In total there are three different types of index (or I guess five if you include logical & physical addresses).

• DA page numbers index the logical address space occupied by your dynamic area. logical_address = da_base + da_page_number*4096. With regular DAs there’ll always be a physical page associated with the DA page number. With sparse or PMP DAs you can have gaps which map to no physical page.
• Physical page numbers are what RISC OS uses to track RAM. They can be mapped to and from physical addresses, but only by means of the table of physical RAM chunks (“PhysRamTable”) that the kernel stores internally, so kernel SWIs must be used to convert physical page numbers to and from physical addresses. Only RAM which can be manipulated using memory map SWIs like OS_SetMemMapEntries will be assigned a physical page number (e.g. the RAM which ROM images are loaded into isn’t included in PhysRamTable)
• PMP page numbers identify the different “slots” which physical pages can be allocated to. There’s no direct relation between the PMP page number and the between logical or physical address; if I wanted I could have just had all the PMP pages floating around in a big circle to highlight this, but drawing them in a vertical list was easier.
• There’s a 1-1 relationship between a PMP-based DA and the PMP itself.
• Physical pages can either be allocated directly to a DA, allocated to a PMP, or allocated to nowhere. The same physical page can’t be allocated to multiple places (except for doubly-mapped DAs, which allow the page to be mapped to two logical addresses at once)
• For a PMP-based DA, you can only map a PMP page into the logical address space if it has a physical page allocated to it. And as with regular DAs, a PMP page can’t be mapped to two logical locations at once.
• DA and PMP page numbers are private to each DA/PMP (i.e. each DA/PMP has its pages numbered starting from zero). Physical page numbering is global.
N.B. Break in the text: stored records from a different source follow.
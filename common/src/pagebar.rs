//! Page indicator drawn in the `footer` frame.

use crate::display::Display;
use crate::geometry::Area;

/// Segment width for `count` pages: `round(w / count)`.
#[inline]
pub const fn segment_len(
    width: u32,
    count: usize,
) -> u32 {
    if count == 0 {
        return 0;
    }
    let n = count as u32;
    (width + n / 2) / n
}

/// Fill the segment of the active page. Nothing is drawn without pages.
pub fn draw_page_bar(
    display: &mut dyn Display,
    area: Area,
    count: usize,
    active: usize,
) {
    let len = segment_len(area.w, count);
    if len == 0 {
        return;
    }
    display.rect(
        area.x + (active as u32 * len) as i32 + 1,
        area.y + 1,
        len.saturating_sub(2),
        area.h.saturating_sub(2),
        true,
        true,
    );
}

#[cfg(test)]
mod tests {
    use super::*;
    use crate::testing::{Op, RecordingDisplay};

    #[test]
    fn test_segment_rounding() {
        assert_eq!(segment_len(126, 3), 42);
        assert_eq!(segment_len(126, 5), 25);
        assert_eq!(segment_len(126, 4), 32); // 31.5 rounds up
        assert_eq!(segment_len(126, 0), 0);
    }

    #[test]
    fn test_active_segment_position() {
        let mut display = RecordingDisplay::new();
        draw_page_bar(&mut display, Area::new(1, 59, 126, 4), 3, 2);
        assert_eq!(
            display.ops(),
            [Op::Rect {
                x: 86,
                y: 60,
                w: 40,
                h: 2,
                on: true,
                fill: true
            }]
        );
    }

    #[test]
    fn test_no_pages_draws_nothing() {
        let mut display = RecordingDisplay::new();
        draw_page_bar(&mut display, Area::new(1, 59, 126, 4), 0, 0);
        assert!(display.ops().is_empty());
    }
}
So looking at your first call:

entry.da_page_number = 1;
entry.pmp_page_index = 2;
entry.flags = 0;

The OS will actually perform the following process:

1. Check to see if this mapping already exists. If so, do nothing. Otherwise:
2. Check to see if any PMP page is currently mapped to DA page 1. If so, unmap it.
3. Check to see if PMP page 2 is currently mapped anywhere. If so, unmap it.
4. Map PMP page 2 to DA page 1

So to answer the question “What’s the correct way to move page 2 back to its original location?”, the correct way would be to first work out what the original location was (maybe your code already knows it, or maybe it should use OS_DynamicArea 25 to look it up), and then issue a call like the following:

entry.da_page_number = original_location;
entry.pmp_page_index = 2;
entry.flags = 0;

How does task switching fit into this? I’m trying to work out how the AMB stuff works and what the Wimp does with it, but it’s not simple!

How does task switching fit into this? I’m trying to work out how the AMB stuff works and what the Wimp does with it, but it’s not simple!

Original AMB implementation: Each AMB stored a list of physical pages, and the code manipulated the memory map manually. This allowed the memory to be mapped in/out similar to how PMPs support it, but the code wasn’t very well integrated with the kernel’s core memory management, so some operations suffered from inefficiencies.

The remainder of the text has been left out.